**EXERCISE BRIEF**
In the material below, the lines from the one containing "pub fn connect(&self, mtu: u16)" through the one containing "let mut sent = self.sent.lock();" are to be given again exactly, ends included, and no others.

**DATA SECTION**

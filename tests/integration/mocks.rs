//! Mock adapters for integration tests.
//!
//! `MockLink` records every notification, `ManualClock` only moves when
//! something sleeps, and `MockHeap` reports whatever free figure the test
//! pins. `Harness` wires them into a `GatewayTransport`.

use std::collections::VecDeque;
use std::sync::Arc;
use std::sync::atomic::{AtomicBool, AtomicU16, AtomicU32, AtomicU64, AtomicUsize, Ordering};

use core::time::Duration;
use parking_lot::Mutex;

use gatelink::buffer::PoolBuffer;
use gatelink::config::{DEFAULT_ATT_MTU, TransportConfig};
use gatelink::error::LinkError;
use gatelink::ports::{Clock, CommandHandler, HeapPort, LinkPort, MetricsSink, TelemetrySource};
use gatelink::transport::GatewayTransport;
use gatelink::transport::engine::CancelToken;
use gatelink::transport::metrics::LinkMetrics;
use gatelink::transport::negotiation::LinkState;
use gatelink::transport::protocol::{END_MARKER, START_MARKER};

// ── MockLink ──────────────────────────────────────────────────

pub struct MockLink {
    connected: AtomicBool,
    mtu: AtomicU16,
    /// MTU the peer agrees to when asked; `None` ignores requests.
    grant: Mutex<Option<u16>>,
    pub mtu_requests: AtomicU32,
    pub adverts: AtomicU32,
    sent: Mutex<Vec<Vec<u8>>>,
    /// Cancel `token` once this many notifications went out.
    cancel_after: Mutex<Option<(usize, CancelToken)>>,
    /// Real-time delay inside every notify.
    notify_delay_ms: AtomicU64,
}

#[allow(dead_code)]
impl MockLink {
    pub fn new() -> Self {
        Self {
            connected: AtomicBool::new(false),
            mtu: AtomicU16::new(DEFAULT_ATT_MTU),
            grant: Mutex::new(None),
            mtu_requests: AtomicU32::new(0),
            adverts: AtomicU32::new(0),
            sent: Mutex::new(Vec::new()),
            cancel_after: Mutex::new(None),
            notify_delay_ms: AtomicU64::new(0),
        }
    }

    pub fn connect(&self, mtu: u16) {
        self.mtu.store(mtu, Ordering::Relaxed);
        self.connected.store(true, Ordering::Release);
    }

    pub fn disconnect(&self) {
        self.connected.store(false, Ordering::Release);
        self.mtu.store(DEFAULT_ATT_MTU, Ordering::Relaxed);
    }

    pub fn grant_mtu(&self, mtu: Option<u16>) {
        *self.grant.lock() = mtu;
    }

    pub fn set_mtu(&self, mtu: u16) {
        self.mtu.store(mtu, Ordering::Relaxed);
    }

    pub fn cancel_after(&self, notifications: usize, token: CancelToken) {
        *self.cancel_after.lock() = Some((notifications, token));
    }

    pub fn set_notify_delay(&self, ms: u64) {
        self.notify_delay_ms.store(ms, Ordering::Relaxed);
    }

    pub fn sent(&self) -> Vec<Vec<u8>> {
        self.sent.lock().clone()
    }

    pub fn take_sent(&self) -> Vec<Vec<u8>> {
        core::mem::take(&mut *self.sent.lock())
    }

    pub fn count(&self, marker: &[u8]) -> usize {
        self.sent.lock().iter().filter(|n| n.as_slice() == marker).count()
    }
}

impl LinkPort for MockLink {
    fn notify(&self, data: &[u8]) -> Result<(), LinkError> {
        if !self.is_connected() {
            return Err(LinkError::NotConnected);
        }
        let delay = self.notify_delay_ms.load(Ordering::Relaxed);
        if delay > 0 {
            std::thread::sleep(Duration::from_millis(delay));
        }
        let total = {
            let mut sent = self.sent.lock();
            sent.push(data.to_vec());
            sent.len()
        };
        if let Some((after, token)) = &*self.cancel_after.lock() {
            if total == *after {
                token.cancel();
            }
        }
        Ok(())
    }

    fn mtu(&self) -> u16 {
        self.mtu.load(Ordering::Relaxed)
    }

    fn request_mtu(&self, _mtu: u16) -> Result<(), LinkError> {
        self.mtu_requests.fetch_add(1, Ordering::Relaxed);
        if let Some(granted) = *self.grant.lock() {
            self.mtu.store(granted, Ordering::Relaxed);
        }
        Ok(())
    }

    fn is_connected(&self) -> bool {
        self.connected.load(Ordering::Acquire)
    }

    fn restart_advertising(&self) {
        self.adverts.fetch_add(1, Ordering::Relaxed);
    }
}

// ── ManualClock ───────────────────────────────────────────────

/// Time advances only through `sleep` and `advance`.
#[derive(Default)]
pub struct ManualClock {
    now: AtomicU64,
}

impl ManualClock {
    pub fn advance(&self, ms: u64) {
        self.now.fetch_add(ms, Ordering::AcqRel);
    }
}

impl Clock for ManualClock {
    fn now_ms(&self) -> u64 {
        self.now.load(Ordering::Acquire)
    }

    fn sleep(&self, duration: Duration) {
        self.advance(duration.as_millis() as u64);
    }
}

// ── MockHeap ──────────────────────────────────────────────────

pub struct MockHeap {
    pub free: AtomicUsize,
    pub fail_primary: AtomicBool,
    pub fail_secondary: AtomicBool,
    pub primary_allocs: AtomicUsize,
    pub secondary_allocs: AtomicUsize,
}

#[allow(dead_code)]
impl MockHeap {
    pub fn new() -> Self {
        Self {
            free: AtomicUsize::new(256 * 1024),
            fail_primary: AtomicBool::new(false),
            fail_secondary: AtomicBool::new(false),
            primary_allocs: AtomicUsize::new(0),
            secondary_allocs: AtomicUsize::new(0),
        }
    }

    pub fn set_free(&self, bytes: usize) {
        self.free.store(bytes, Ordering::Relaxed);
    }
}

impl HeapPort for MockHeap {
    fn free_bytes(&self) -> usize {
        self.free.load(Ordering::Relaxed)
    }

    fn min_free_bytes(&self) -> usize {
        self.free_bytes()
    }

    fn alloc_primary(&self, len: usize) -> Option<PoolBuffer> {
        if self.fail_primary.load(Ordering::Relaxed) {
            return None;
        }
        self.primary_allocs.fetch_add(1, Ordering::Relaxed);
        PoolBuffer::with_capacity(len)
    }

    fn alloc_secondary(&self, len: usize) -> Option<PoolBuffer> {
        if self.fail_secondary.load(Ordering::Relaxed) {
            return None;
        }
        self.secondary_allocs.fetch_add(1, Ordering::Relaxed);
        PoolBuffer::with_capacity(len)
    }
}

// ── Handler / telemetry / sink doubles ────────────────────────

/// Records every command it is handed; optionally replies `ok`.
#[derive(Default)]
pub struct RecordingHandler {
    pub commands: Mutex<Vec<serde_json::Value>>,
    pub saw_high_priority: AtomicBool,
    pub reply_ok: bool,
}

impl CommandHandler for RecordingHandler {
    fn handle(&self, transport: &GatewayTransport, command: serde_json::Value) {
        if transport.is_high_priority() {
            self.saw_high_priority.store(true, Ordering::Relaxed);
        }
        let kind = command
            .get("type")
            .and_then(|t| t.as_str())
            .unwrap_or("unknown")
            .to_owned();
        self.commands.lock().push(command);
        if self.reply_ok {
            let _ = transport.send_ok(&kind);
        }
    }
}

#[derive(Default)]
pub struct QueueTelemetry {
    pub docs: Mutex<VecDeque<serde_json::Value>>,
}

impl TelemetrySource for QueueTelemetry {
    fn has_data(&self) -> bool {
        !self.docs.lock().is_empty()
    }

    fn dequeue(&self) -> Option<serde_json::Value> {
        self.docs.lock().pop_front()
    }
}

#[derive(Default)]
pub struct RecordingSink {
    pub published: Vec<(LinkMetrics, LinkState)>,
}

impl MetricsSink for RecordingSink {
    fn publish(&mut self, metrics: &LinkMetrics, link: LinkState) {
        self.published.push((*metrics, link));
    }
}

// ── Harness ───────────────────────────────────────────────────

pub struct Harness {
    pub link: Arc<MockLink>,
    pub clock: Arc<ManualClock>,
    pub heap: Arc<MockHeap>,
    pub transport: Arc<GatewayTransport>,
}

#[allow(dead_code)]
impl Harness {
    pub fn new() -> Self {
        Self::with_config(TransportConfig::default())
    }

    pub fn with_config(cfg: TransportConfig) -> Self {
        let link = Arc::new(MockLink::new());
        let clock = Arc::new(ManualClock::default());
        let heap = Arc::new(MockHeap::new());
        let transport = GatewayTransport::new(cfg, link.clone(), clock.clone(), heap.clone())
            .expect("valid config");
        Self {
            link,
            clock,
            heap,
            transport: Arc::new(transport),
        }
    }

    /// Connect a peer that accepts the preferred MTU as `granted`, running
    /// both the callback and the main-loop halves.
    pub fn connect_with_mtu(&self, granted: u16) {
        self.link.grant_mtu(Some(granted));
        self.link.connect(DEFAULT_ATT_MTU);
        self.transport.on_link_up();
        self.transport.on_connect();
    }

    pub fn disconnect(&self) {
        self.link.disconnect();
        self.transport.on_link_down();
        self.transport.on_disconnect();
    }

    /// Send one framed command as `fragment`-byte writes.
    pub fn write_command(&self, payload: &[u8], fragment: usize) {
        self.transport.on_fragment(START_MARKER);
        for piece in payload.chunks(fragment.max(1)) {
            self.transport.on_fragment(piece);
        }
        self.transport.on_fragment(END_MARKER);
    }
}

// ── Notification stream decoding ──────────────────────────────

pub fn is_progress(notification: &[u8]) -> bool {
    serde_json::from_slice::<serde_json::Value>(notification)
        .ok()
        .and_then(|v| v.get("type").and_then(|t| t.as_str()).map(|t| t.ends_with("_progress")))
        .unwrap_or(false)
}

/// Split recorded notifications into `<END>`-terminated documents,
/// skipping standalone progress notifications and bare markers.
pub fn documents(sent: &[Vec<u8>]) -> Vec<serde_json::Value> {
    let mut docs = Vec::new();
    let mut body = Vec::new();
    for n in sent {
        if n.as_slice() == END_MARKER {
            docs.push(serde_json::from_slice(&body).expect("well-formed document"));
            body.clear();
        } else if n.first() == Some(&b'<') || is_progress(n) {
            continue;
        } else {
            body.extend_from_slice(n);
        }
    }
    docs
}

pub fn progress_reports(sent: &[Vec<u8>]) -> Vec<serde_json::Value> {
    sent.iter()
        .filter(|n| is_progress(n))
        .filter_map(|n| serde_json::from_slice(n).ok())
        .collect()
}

**SOLUTION TO THIS EXERCISE**
    pub fn connect(&self, mtu: u16) {
        self.mtu.store(mtu, Ordering::Relaxed);
        self.connected.store(true, Ordering::Release);
    }

    pub fn disconnect(&self) {
        self.connected.store(false, Ordering::Release);
        self.mtu.store(DEFAULT_ATT_MTU, Ordering::Relaxed);
    }

    pub fn grant_mtu(&self, mtu: Option<u16>) {
        *self.grant.lock() = mtu;
    }

    pub fn set_mtu(&self, mtu: u16) {
        self.mtu.store(mtu, Ordering::Relaxed);
    }

    pub fn cancel_after(&self, notifications: usize, token: CancelToken) {
        *self.cancel_after.lock() = Some((notifications, token));
    }

    pub fn set_notify_delay(&self, ms: u64) {
        self.notify_delay_ms.store(ms, Ordering::Relaxed);
    }

    pub fn sent(&self) -> Vec<Vec<u8>> {
        self.sent.lock().clone()
    }

    pub fn take_sent(&self) -> Vec<Vec<u8>> {
        core::mem::take(&mut *self.sent.lock())
    }

    pub fn count(&self, marker: &[u8]) -> usize {
        self.sent.lock().iter().filter(|n| n.as_slice() == marker).count()
    }
}

impl LinkPort for MockLink {
    fn notify(&self, data: &[u8]) -> Result<(), LinkError> {
        if !self.is_connected() {
            return Err(LinkError::NotConnected);
        }
        let delay = self.notify_delay_ms.load(Ordering::Relaxed);
        if delay > 0 {
            std::thread::sleep(Duration::from_millis(delay));
        }
        let total = {
            let mut sent = self.sent.lock();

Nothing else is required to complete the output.